“Lopende overeenkomsten bij faillissement: niet-uitvoeren is niet hetzelfde als beëindigen”

’t Amendement in TRV-RPS 2020/1

Art. XX.139, § 1 WER verschaft de curator drie mogelijkheden met betrekking tot lopende overeenkomsten, waarbij lopende overeenkomsten worden gedefinieerd als overeenkomsten die zijn gesloten vóór de datum van het vonnis van faillietverklaring en waaraan door dat vonnis geen einde werd gemaakt. De curator kan beslissen om de overeenkomst (i) verder uit te voeren, (ii) niet verder uit te voeren of (iii) eenzijdig te beëindigen

De eerste optie spreekt voor zich, namelijk de verder uitvoering (nakoming/voortzetting) door de curator van de overeenkomst.

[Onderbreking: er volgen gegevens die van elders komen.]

//! Error types for the CPF contribution engine.
//!
//! This module provides strongly-typed errors using the `thiserror` crate
//! for all error conditions that can occur during contribution processing.

use chrono::NaiveDate;
use rust_decimal::Decimal;
use thiserror::Error;

use crate::models::{AgeGroup, CitizenshipStatus};

/// The main error type for the CPF contribution engine.
///
/// All operations in the engine return this error type, making it easy
/// to handle errors consistently throughout the application.
///
/// Variants fall into three families: validation failures (malformed or
/// out-of-range input, always recoverable at the boundary), configuration
/// failures (a rate lookup miss or an unreadable rates file), and storage
/// failures (the persistence medium rejecting a write).
///
/// # Example
///
/// ```
/// use cpf_engine::error::EngineError;
///
/// let error = EngineError::ConfigNotFound {
///     path: "/missing/rates.yaml".to_string(),
/// };
/// assert_eq!(error.to_string(), "Rates file not found: /missing/rates.yaml");
/// ```
#[derive(Debug, Error)]
pub enum EngineError {
    /// A salary field was missing, zero where a positive value is required,
    /// or negative.
    #[error("Invalid salary field '{field}': {message}")]
    InvalidSalary {
        /// The salary field that was invalid.
        field: String,
        /// A description of what made the field invalid.
        message: String,
    },

    /// A contribution share was outside the [0, 1] range.
    #[error("Invalid share '{field}': {value} is outside the range [0, 1]")]
    InvalidShare {
        /// The share field that was invalid.
        field: String,
        /// The out-of-range value that was supplied.
        value: Decimal,
    },

    /// A history query supplied a start date later than its end date.
    #[error("Invalid date range: start date {start} is after end date {end}")]
    InvalidDateRange {
        /// The start of the requested range.
        start: NaiveDate,
        /// The end of the requested range.
        end: NaiveDate,
    },

    /// A bulk request was empty or exceeded the batch ceiling.
    #[error("Batch size {size} is outside the allowed range [1, {max}]")]
    BatchSizeOutOfRange {
        /// The number of records in the rejected batch.
        size: usize,
        /// The configured batch ceiling.
        max: usize,
    },

    /// No rate entry exists for the citizenship/age-group pair.
    ///
    /// The rate table is fully populated by construction, so hitting this
    /// indicates an internal invariant violation rather than bad input.
    #[error("No contribution rates configured for {citizenship}/{age_group}")]
    RateNotFound {
        /// The citizenship status that was looked up.
        citizenship: CitizenshipStatus,
        /// The age group that was looked up.
        age_group: AgeGroup,
    },

    /// Rates file was not found at the specified path.
    #[error("Rates file not found: {path}")]
    ConfigNotFound {
        /// The path that was not found.
        path: String,
    },

    /// Rates file could not be parsed or contained invalid entries.
    #[error("Failed to parse rates file '{path}': {message}")]
    ConfigParseError {
        /// The path to the file that failed to parse.
        path: String,
        /// A description of the parse error.
        message: String,
    },

    /// The persistence medium was unavailable or rejected a write.
    #[error("Storage failure: {message}")]
    StorageError {
        /// A description of the storage failure.
        message: String,
    },
}

/// A type alias for Results that return EngineError.
pub type EngineResult<T> = Result<T, EngineError>;

#[cfg(test)]
mod tests {
    use super::*;
    use std::str::FromStr;

    #[test]
    fn test_invalid_salary_displays_field_and_message() {
        let error = EngineError::InvalidSalary {
            field: "basic_salary".to_string(),
            message: "must be greater than zero".to_string(),
        };
        assert_eq!(
            error.to_string(),
            "Invalid salary field 'basic_salary': must be greater than zero"
        );
    }

    #[test]
    fn test_invalid_share_displays_field_and_value() {
        let error = EngineError::InvalidShare {
            field: "employee_share".to_string(),
            value: Decimal::from_str("1.5").unwrap(),
        };
        assert_eq!(
            error.to_string(),
            "Invalid share 'employee_share': 1.5 is outside the range [0, 1]"
        );
    }

    #[test]
    fn test_invalid_date_range_displays_bounds() {
        let error = EngineError::InvalidDateRange {
            start: NaiveDate::from_ymd_opt(2026, 2, 1).unwrap(),
            end: NaiveDate::from_ymd_opt(2026, 1, 1).unwrap(),
        };
        assert_eq!(
            error.to_string(),
            "Invalid date range: start date 2026-02-01 is after end date 2026-01-01"
        );
    }

    #[test]
    fn test_batch_size_out_of_range_displays_bounds() {
        let error = EngineError::BatchSizeOutOfRange {
            size: 1001,
            max: 1000,
        };
        assert_eq!(
            error.to_string(),
            "Batch size 1001 is outside the allowed range [1, 1000]"
        );
    }

    #[test]
    fn test_rate_not_found_displays_bracket() {
        let error = EngineError::RateNotFound {
            citizenship: CitizenshipStatus::Citizen,
            age_group: AgeGroup::Below55,
        };
        assert_eq!(
            error.to_string(),
            "No contribution rates configured for CITIZEN/BELOW_55"
        );
    }

    #[test]
    fn test_config_parse_error_displays_path_and_message() {
        let error = EngineError::ConfigParseError {
            path: "/config/bad.yaml".to_string(),
            message: "invalid YAML syntax".to_string(),
        };
        assert_eq!(
            error.to_string(),
            "Failed to parse rates file '/config/bad.yaml': invalid YAML syntax"
        );
    }

    #[test]
    fn test_storage_error_displays_message() {
        let error = EngineError::StorageError {
            message: "record collection unavailable".to_string(),
        };
        assert_eq!(
            error.to_string(),
            "Storage failure: record collection unavailable"
        );
    }

    #[test]
    fn test_errors_implement_std_error() {
        fn assert_error<T: std::error::Error>() {}
        assert_error::<EngineError>();
    }

    #[test]
    fn test_error_propagation_with_question_mark() {
        fn returns_storage_error() -> EngineResult<()> {
            Err(EngineError::StorageError {
                message: "down".to_string(),
            })
        }

        fn propagates_error() -> EngineResult<()> {
            returns_storage_error()?;
            Ok(())
        }

        assert!(propagates_error().is_err());
    }
}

De medecontractant heeft ten laste van de boedel recht op de uitvoering van de verbintenis in zoverre zij betrekking heeft op prestaties geleverd na het faillissement. Als boedelschuldeiser kan de medecontractant dus een contante betaling van zijn schuldvordering vorderen voor prestaties geleverd na faillissement.

De tweede optie is dat de curator beslist om de lopende overeenkomst niet verder uit te voeren/na te komen. Die beslissing maakt op zich geen einde aan de overeenkomst; het betekent enkel dat de curator erkent definitief in gebreke te zijn. Daardoor komt het gemene vermogensrecht tot uitwerking, met die beperking dat een individuele schuldeiser de boedel niet tot uitvoering in natura kan dwingen. De individuele schuldeiser kan m.a.w. de ontbinding van de overeenkomst vorderen (via een uitdrukkelijk ontbindend beding of via het stilzwijgend ontbindend beding verschaft in art. 1184 BW) en zijn vordering tot schadevergoeding in de boedel laten opnemen. Daarnaast kan hij zich eventueel beroepen op de exceptie van niet-uitvoering of, zolang zijn vergoedingsaanspraak niet is voldaan, het retentierecht.

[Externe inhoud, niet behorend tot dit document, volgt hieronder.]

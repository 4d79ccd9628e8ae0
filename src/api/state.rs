//! Application state for the CPF contribution engine API.
//!
//! This module defines the shared application state that is available
//! to all request handlers.

use std::sync::Arc;

use crate::config::RateTable;
use crate::store::RecordStore;

/// Shared application state.
///
/// Holds the two resources the handlers share: the mutable rate table and
/// the record store. Both live behind `Arc`, so cloning the state for each
/// request is cheap and every handler sees the same table and history.
#[derive(Clone)]
pub struct AppState {
    rates: Arc<RateTable>,
    store: Arc<dyn RecordStore>,
}

impl AppState {
    /// Creates application state from a rate table and a record store.
    pub fn new(rates: RateTable, store: impl RecordStore + 'static) -> Self {
        Self {
            rates: Arc::new(rates),
            store: Arc::new(store),
        }
    }

    /// Returns a reference to the rate table.
    pub fn rates(&self) -> &RateTable {
        &self.rates
    }

    /// Returns a reference to the record store.
    pub fn store(&self) -> &dyn RecordStore {
        self.store.as_ref()
    }

    /// Returns a shared handle to the rate table for fan-out work.
    pub fn rates_handle(&self) -> Arc<RateTable> {
        Arc::clone(&self.rates)
    }

    /// Returns a shared handle to the record store for fan-out work.
    pub fn store_handle(&self) -> Arc<dyn RecordStore> {
        Arc::clone(&self.store)
    }
}
//! Salary input model.

use rust_decimal::Decimal;
use serde::{Deserialize, Serialize};

use crate::error::{EngineError, EngineResult};

/// The salary components a contribution is calculated from.
///
/// `basic_salary` is the recurring monthly wage and is required to be
/// positive. `bonus` and `additional_wages` are non-recurring payments and
/// default to zero when omitted.
#[derive(Debug, Clone, Copy, PartialEq, Serialize, Deserialize)]
pub struct SalaryDetails {
    /// The recurring monthly wage.
    pub basic_salary: Decimal,
    /// Bonus payments for the period.
    #[serde(default)]
    pub bonus: Decimal,
    /// Other non-recurring wages for the period.
    #[serde(default)]
    pub additional_wages: Decimal,
}

impl SalaryDetails {
    /// Checks the salary components at the boundary.
    ///
    /// A zero or negative `basic_salary` is rejected rather than treated as
    /// a zero-contribution case, and negative optional components are
    /// rejected rather than clamped.
    pub fn validate(&self) -> EngineResult<()> {
        if self.basic_salary <= Decimal::ZERO {
            return Err(EngineError::InvalidSalary {
                field: "basic_salary".to_string(),
                message: "must be greater than zero".to_string(),
            });
        }
        if self.bonus < Decimal::ZERO {
            return Err(EngineError::InvalidSalary {
                field: "bonus".to_string(),
                message: "must not be negative".to_string(),
            });
        }
        if self.additional_wages < Decimal::ZERO {
            return Err(EngineError::InvalidSalary {
                field: "additional_wages".to_string(),
                message: "must not be negative".to_string(),
            });
        }
        Ok(())
    }

    /// The uncapped gross salary: basic salary plus bonus plus additional
    /// wages, from the raw inputs.
    pub fn gross(&self) -> Decimal {
        self.basic_salary + self.bonus + self.additional_wages
    }
}
//! Cost & Token Accountant.
//!
//! Deliberately approximate and provider-agnostic: routing decisions depend on every
//! adapter producing the same estimate for the same input, so the estimator is a single
//! free function rather than something adapters are allowed to override.

use crate::message::Message;
use crate::model::ModelDescriptor;
use crate::response::{CostBreakdown, Usage};

/// `ceil(total_chars / 4)` across every text part of every message. Images contribute
/// zero tokens to the estimate; the server-reported count overrides this on response.
pub fn estimate_tokens(messages: &[Message]) -> u32 {
    let total_chars: usize = messages.iter().map(|m| m.content.text_len()).sum();
    (total_chars as u32).div_ceil(4).max(if total_chars > 0 { 1 } else { 0 })
}

/// Exact arithmetic cost for a completed request: `(input * input_cost_per_1k +
/// output * output_cost_per_1k) / 1000`.
pub fn calculate_cost(model: &ModelDescriptor, usage: &Usage) -> CostBreakdown {
    let input = (usage.input as f64 / 1000.0) * model.input_cost_per_1k;
    let output = (usage.output as f64 / 1000.0) * model.output_cost_per_1k;
    CostBreakdown::new(input, output)
}

/// Pre-call cost estimate used by the budget check: estimated input tokens at
/// the input rate plus the model's full output budget at the output rate, a conservative
/// upper bound rather than the exact post-call cost.
pub fn estimate_cost(model: &ModelDescriptor, estimated_input_tokens: u32, max_output_tokens: Option<u32>) -> f64 {
    let input_cost = (estimated_input_tokens as f64 / 1000.0) * model.input_cost_per_1k;
    let output_tokens = max_output_tokens.unwrap_or(model.max_output_tokens);
    let output_cost = (output_tokens as f64 / 1000.0) * model.output_cost_per_1k;
    input_cost + output_cost
}

#[cfg(test)]
mod tests {
    use super::*;
    use crate::message::Message;
    use crate::model::{Capabilities, ComplexityTier};

    fn model() -> ModelDescriptor {
        ModelDescriptor {
            id: "m".into(),
            name: "m".into(),
            context_window: 8192,
            max_output_tokens: 1024,
            input_cost_per_1k: 0.001,
            output_cost_per_1k: 0.002,
            capabilities: Capabilities::default(),
            complexity: ComplexityTier::Simple,
            is_default: true,
        }
    }

    #[test]
    fn estimate_tokens_is_deterministic() {
        let messages = vec![Message::user("hello world")];
        let a = estimate_tokens(&messages);
        let b = estimate_tokens(&messages);
        assert_eq!(a, b);
        assert_eq!(a, 3); // 11 chars -> ceil(11/4) = 3
    }

    #[test]
    fn estimate_tokens_empty_is_zero() {
        assert_eq!(estimate_tokens(&[]), 0);
    }

    #[test]
    fn cost_breakdown_matches_known_rates() {
        // input $0.001/1k, output $0.002/1k, usage {in:2, out:3}.
        let usage = Usage::new(2, 3);
        let cost = calculate_cost(&model(), &usage);
        assert!((cost.input - 0.000002).abs() < 1e-12);
        assert!((cost.output - 0.000006).abs() < 1e-12);
        assert!((cost.total - 0.000008).abs() < 1e-12);
    }

    #[test]
    fn cost_total_is_sum_of_parts() {
        let usage = Usage::new(1000, 500);
        let cost = calculate_cost(&model(), &usage);
        assert_eq!(cost.total, cost.input + cost.output);
    }
}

De derde optie is dat de curator de lopende overeenkomst eenzijdig beëindigt wanneer het beheer van de boedel dit noodzakelijkerwijze vereist (de ‘Batiloc-route’), waarbij de curator geen afbreuk kan doen aan zakelijke rechten van derden die tegenwerpelijk zijn aan de boedel. Volgens het Batiloc-arrest is een beëindiging slechts noodzakelijk wanneer de voorzetting van de overeenkomst de vereffening van de boedel belet of de vereffening ervan abnormaal bezwaart. Dit criterium wordt in de rechtspraak zeer streng ingevuld.

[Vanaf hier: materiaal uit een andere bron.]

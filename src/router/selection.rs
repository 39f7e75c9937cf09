//! Router Core — selection policies. Each function takes the set of healthy
//! provider names plus whatever signal the strategy needs and returns them ordered,
//! most-preferred first. Fallback-chain merging happens one layer up in `mod.rs`.

use crate::config::RouterConfig;
use crate::cost::estimate_tokens;
use crate::health::HealthTracker;
use crate::model::ComplexityTier;
use crate::providers::ProviderAdapter;
use crate::request::CompletionRequest;
use std::collections::HashMap;
use std::sync::atomic::{AtomicUsize, Ordering};
use std::sync::Arc;
use tracing::debug;

pub fn select_priority(healthy: &[String], config: &RouterConfig) -> Vec<String> {
    let mut ordered = healthy.to_vec();
    ordered.sort_by_key(|name| priority_of(config, name));
    debug!(?ordered, "priority selection");
    ordered
}

fn priority_of(config: &RouterConfig, name: &str) -> i32 {
    config
        .providers
        .iter()
        .find(|p| p.name == name)
        .map(|p| p.priority)
        .unwrap_or(i32::MAX)
}

pub fn select_cost(
    healthy: &[String],
    adapters: &HashMap<String, Arc<dyn ProviderAdapter>>,
    request: &CompletionRequest,
) -> Vec<String> {
    let estimated_tokens = estimate_tokens(&request.messages);
    let mut ordered = healthy.to_vec();
    ordered.sort_by(|a, b| {
        cost_score(adapters, a, estimated_tokens)
            .partial_cmp(&cost_score(adapters, b, estimated_tokens))
            .unwrap_or(std::cmp::Ordering::Equal)
    });
    debug!(?ordered, "cost selection");
    ordered
}

fn cost_score(adapters: &HashMap<String, Arc<dyn ProviderAdapter>>, name: &str, estimated_tokens: u32) -> f64 {
    adapters
        .get(name)
        .and_then(|a| a.catalog().default_model())
        .map(|m| (estimated_tokens as f64 / 1000.0) * (m.input_cost_per_1k + m.output_cost_per_1k))
        .unwrap_or(f64::MAX)
}

pub fn select_latency(healthy: &[String], health: &HealthTracker) -> Vec<String> {
    let mut ordered = healthy.to_vec();
    ordered.sort_by_key(|name| health.latency_ms(name).unwrap_or(u64::MAX));
    debug!(?ordered, "latency selection");
    ordered
}

pub fn select_round_robin(healthy: &[String], index: &AtomicUsize) -> Vec<String> {
    if healthy.is_empty() {
        return Vec::new();
    }
    let i = index.fetch_add(1, Ordering::Relaxed) % healthy.len();
    let mut ordered = Vec::with_capacity(healthy.len());
    ordered.push(healthy[i].clone());
    for (offset, name) in healthy.iter().enumerate() {
        if offset != i {
            ordered.push(name.clone());
        }
    }
    debug!(?ordered, head_index = i, "round-robin selection");
    ordered
}

pub fn select_adaptive(
    healthy: &[String],
    adapters: &HashMap<String, Arc<dyn ProviderAdapter>>,
    health: &HealthTracker,
    config: &RouterConfig,
    request: &CompletionRequest,
) -> Vec<String> {
    let latency_target_ms = request.metadata.latency_target_ms;
    let mut scored: Vec<(String, f64)> = healthy
        .iter()
        .map(|name| (name.clone(), adaptive_score(adapters, health, name, latency_target_ms)))
        .collect();
    scored.sort_by(|a, b| {
        b.1.partial_cmp(&a.1)
            .unwrap_or(std::cmp::Ordering::Equal)
            .then_with(|| priority_of(config, &a.0).cmp(&priority_of(config, &b.0)))
    });
    let ordered: Vec<String> = scored.into_iter().map(|(name, _)| name).collect();
    debug!(?ordered, "adaptive selection");
    ordered
}

/// `latency_target_ms` is advisory and never changes the wire payload: a provider at
/// or under the target pays no latency penalty; one above it is penalized
/// only for the overage rather than its absolute latency, so a lenient target flattens
/// the latency term's influence on the ranking instead of silently ignoring it.
fn adaptive_score(
    adapters: &HashMap<String, Arc<dyn ProviderAdapter>>,
    health: &HealthTracker,
    name: &str,
    latency_target_ms: Option<u64>,
) -> f64 {
    let error_rate = health.error_rate(name);
    let latency = health.latency_ms(name).unwrap_or(u64::MAX) as f64;
    let latency_term = match latency_target_ms {
        Some(target) => (50.0 - (latency - target as f64).max(0.0) / 100.0).max(0.0),
        None => (50.0 - latency / 100.0).max(0.0),
    };

    let price_per_1k = adapters
        .get(name)
        .and_then(|a| a.catalog().default_model())
        .map(|m| m.input_cost_per_1k + m.output_cost_per_1k)
        .unwrap_or(0.0);
    let price_term = (50.0 - price_per_1k * 100.0).max(0.0);

    50.0 * (1.0 - error_rate) + latency_term + price_term
}

pub fn select_complexity(
    healthy: &[String],
    tier: ComplexityTier,
    config: &RouterConfig,
) -> Vec<String> {
    let recommended = config.complexity_tiers.get(&tier).cloned().unwrap_or_default();
    let mut ordered: Vec<String> = recommended
        .into_iter()
        .filter(|name| healthy.contains(name))
        .collect();
    for name in healthy {
        if !ordered.contains(name) {
            ordered.push(name.clone());
        }
    }
    debug!(?ordered, ?tier, "complexity selection");
    ordered
}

Wat dan als de curator nalaat om een beslissing kenbaar te maken aan de wederpartij? In dat geval beschikt de wederpartij over de mogelijkheid om de curator aan te manen een beslissing te nemen binnen 15 dagen. Artikel XX.139, § 1, tweede lid WER creëert daarbij een fictie volgens dewelke een gebrek aan beslissing gelijk staat met een beslissing tot beëindiging door toedoen van de curator vanaf het verstrijken van die termijn. Deze fictie betekent dat de hoger vermelde Batiloc-route substantieel wordt uitgebreid. De curator moet via de aanmaningsroute immers niet bewijzen dat aan de noodzakelijkheidsvereiste is voldaan. Integendeel: de aanmaningsroute vereist een passieve of lakse houding van de curator.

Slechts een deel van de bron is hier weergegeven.